_Your objective_. Among the entries below, how many lines contain "YYYY"? Answer with the number only.

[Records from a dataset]
● ● ●

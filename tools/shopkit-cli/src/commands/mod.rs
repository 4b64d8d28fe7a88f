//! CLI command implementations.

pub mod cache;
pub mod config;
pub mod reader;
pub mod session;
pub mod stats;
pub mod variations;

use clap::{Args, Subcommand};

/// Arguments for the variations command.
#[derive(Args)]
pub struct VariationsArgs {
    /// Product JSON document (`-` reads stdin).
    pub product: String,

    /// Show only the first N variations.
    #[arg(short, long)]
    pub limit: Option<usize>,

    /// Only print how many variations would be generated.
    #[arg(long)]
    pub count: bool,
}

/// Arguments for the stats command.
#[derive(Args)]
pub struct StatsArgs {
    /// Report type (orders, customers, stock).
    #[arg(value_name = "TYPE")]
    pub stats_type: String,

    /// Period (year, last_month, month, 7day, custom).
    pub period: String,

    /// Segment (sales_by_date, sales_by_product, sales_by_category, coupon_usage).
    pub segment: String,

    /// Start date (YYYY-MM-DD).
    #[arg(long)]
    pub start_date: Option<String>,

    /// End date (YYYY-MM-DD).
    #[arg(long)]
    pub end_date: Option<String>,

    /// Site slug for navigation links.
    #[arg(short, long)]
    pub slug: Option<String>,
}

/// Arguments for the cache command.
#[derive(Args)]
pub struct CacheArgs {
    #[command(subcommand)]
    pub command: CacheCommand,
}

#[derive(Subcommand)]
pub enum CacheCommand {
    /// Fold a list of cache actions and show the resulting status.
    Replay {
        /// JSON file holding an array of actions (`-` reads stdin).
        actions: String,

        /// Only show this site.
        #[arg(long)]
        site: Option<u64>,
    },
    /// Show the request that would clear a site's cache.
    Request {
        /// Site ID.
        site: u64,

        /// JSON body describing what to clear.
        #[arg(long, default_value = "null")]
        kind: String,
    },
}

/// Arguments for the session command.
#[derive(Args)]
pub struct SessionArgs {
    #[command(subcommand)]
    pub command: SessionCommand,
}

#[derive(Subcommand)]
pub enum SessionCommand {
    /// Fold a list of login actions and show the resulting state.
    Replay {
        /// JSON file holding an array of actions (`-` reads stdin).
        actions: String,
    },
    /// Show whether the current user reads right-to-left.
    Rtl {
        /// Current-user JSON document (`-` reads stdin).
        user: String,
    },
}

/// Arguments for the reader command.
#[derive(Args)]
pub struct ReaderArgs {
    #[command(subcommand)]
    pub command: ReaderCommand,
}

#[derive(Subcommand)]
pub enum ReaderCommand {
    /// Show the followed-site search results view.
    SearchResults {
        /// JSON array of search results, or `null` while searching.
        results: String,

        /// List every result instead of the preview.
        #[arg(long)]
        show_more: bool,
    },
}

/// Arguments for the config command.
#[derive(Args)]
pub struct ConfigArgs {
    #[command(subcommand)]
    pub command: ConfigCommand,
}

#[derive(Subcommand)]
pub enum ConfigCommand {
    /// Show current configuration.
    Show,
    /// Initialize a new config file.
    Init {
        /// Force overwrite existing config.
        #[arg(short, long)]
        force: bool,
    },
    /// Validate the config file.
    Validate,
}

● ● ●

_Solved problem_. 2